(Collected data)
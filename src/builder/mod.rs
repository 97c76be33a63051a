// src/builder/mod.rs

//! Build pipeline
//!
//! `make` finds a recipe, resolves the target's dependency closure from the
//! local store, flattens the dependency layers and the target's own files
//! into one layer, and packs the result. `pack` is the last step on its own.
//! `diff` extracts the layer separating two OCI images.

pub mod compositor;
pub mod diff;
pub mod pack;

pub use compositor::LayerCompositor;
pub use diff::diff;
pub use pack::{ImageFormat, pack};

use crate::config::Settings;
use crate::error::{Error, Result};
use crate::exec::CommandRunner;
use crate::oci::archive;
use crate::package::{BuildProvider, LocalStore, Package, RecipeStore, WorkDir};
use crate::resolver;
use std::path::{Path, PathBuf};
use tracing::info;

/// Build the package described by `<alias>.bolt.json` into `out_dir`
///
/// Returns the path of the written archive.
pub fn make(
    alias: &str,
    start_dir: &Path,
    out_dir: &Path,
    format: ImageFormat,
    settings: &Settings,
    runner: &dyn CommandRunner,
) -> Result<PathBuf> {
    let recipe = RecipeStore::new(settings.max_search_depth)
        .find(start_dir, alias)?
        .ok_or_else(|| Error::ConfigNotFound(PathBuf::from(format!("{}.bolt.json", alias))))?;
    let full_name = recipe.config.full_name();
    info!("Making {} from {}", full_name, recipe.path.display());

    let work = WorkDir::new()?;

    let content = if let Some(rootfs) = &recipe.direct.rootfs {
        let store = LocalStore::discover(start_dir, settings, &work)?;
        let provider = BuildProvider::new(Package::from_config(recipe.config.clone()), store);
        let mut closure = resolver::resolve(&full_name, &provider)?;
        closure.pop();

        if closure.is_empty() {
            if rootfs.is_dir() {
                let content = work.path().join(format!("{}-rootfs.tgz", full_name));
                archive::archive_dir(rootfs, &content)?;
                content
            } else {
                rootfs.clone()
            }
        } else {
            let mut compositor = LayerCompositor::new(&work.path().join(&full_name))?;
            for package in &closure {
                compositor.merge(&package.layer_dir(&work, runner)?)?;
            }

            let own_files = if rootfs.is_dir() {
                rootfs.clone()
            } else {
                let extracted = work.path().join(format!("{}-rootfs", full_name));
                archive::extract_tar(rootfs, &extracted)?;
                extracted
            };
            compositor.merge(&own_files)?;

            let content = work.path().join(format!("{}-layer.tgz", full_name));
            compositor.finish(&content)?;
            content
        }
    } else if recipe.direct.empty {
        let content = work.path().join("empty.tar");
        archive::write_empty_tar(&content)?;
        content
    } else {
        return Err(Error::InvalidRecipe(format!(
            "no instructions to make {}",
            alias
        )));
    };

    pack(recipe.config.path(), &content, out_dir, format, settings, runner)
}

#[cfg(test)]
mod tests {
    use super::*;
    use crate::exec::testing::FakeRunner;
    use crate::package::PackageProvider;
    use crate::package::handle::testing::write_layout;
    use std::fs;
    use tempfile::TempDir;

    fn write_recipe(
        dir: &Path,
        alias: &str,
        id: &str,
        dependencies: serde_json::Value,
        direct: serde_json::Value,
    ) {
        let config = serde_json::json!({
            "id": id,
            "version": "1.0",
            "versionName": "1.0",
            "name": id,
            "packageType": "application",
            "dependencies": dependencies
        });
        fs::write(dir.join(format!("{}.json", alias)), config.to_string()).unwrap();
        let recipe = serde_json::json!({"config": format!("{}.json", alias), "direct": direct});
        fs::write(dir.join(format!("{}.bolt.json", alias)), recipe.to_string()).unwrap();
    }

    fn settings() -> Settings {
        Settings {
            require_integrity: false,
            ..Settings::default()
        }
    }

    #[test]
    fn test_make_empty_package() {
        let temp_dir = TempDir::new().unwrap();
        write_recipe(
            temp_dir.path(),
            "app",
            "app",
            serde_json::json!({}),
            serde_json::json!({"empty": true}),
        );

        let out_dir = temp_dir.path().join("out");
        let output = make(
            "app",
            temp_dir.path(),
            &out_dir,
            ImageFormat::TarGzip,
            &settings(),
            &FakeRunner::default(),
        )
        .unwrap();
        assert_eq!(output, out_dir.join("app+1.0.bolt"));
    }

    #[test]
    fn test_make_flattens_dependencies() {
        let temp_dir = TempDir::new().unwrap();
        let store = temp_dir.path().join("bolts");
        fs::create_dir_all(&store).unwrap();
        for (id, dependencies, files) in [
            (
                "base",
                vec![],
                vec![("etc/os-release", "base"), ("etc/issue", "base")],
            ),
            (
                "runtime",
                vec![("base", "1.0")],
                vec![("usr/lib/libruntime.so", "rt"), ("etc/issue", "runtime")],
            ),
        ] {
            let scratch = TempDir::new().unwrap();
            write_layout(scratch.path(), id, "1.0", &dependencies, &files);
            archive::zip_dir(scratch.path(), &store.join(format!("{}+1.0.bolt", id))).unwrap();
        }

        let rootfs = temp_dir.path().join("rootfs");
        fs::create_dir_all(rootfs.join("usr/bin")).unwrap();
        fs::write(rootfs.join("usr/bin/app"), "app").unwrap();
        write_recipe(
            temp_dir.path(),
            "app",
            "app",
            serde_json::json!({"runtime": "1.0"}),
            serde_json::json!({"rootfs": "rootfs"}),
        );

        let out_dir = temp_dir.path().join("out");
        let output = make(
            "app",
            temp_dir.path(),
            &out_dir,
            ImageFormat::TarGzip,
            &settings(),
            &FakeRunner::default(),
        )
        .unwrap();

        let work = WorkDir::new().unwrap();
        let store = LocalStore::at(&out_dir, &settings(), &work);
        let package = store.lookup("app+1.0").unwrap().unwrap();
        assert_eq!(output, out_dir.join("app+1.0.bolt"));
        assert_eq!(package.manifest().unwrap().layers.len(), 1);

        let layer_dir = package.layer_dir(&work, &FakeRunner::default()).unwrap();
        let read = |path: &str| fs::read_to_string(layer_dir.join(path)).unwrap();
        assert_eq!(read("etc/os-release"), "base");
        assert_eq!(read("etc/issue"), "runtime");
        assert_eq!(read("usr/lib/libruntime.so"), "rt");
        assert_eq!(read("usr/bin/app"), "app");
    }

    #[test]
    fn test_make_without_instructions() {
        let temp_dir = TempDir::new().unwrap();
        write_recipe(
            temp_dir.path(),
            "app",
            "app",
            serde_json::json!({}),
            serde_json::json!({}),
        );

        let result = make(
            "app",
            temp_dir.path(),
            temp_dir.path(),
            ImageFormat::TarGzip,
            &settings(),
            &FakeRunner::default(),
        );
        assert!(matches!(result, Err(Error::InvalidRecipe(_))));
    }

    #[test]
    fn test_make_missing_dependency() {
        let temp_dir = TempDir::new().unwrap();
        fs::create_dir_all(temp_dir.path().join("rootfs")).unwrap();
        write_recipe(
            temp_dir.path(),
            "app",
            "app",
            serde_json::json!({"base": "9.9"}),
            serde_json::json!({"rootfs": "rootfs"}),
        );

        let result = make(
            "app",
            temp_dir.path(),
            temp_dir.path(),
            ImageFormat::TarGzip,
            &settings(),
            &FakeRunner::default(),
        );
        assert!(matches!(result, Err(Error::PackageNotFound(name)) if name == "base+9.9"));
    }
}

ASSIGNMENT >> Among the lines of the data, which ones contain the word "extracted"? Show them.

OUTPUT FOR THIS EXERCISE >>
                let extracted = work.path().join(format!("{}-rootfs", full_name));
                archive::extract_tar(rootfs, &extracted)?;
                extracted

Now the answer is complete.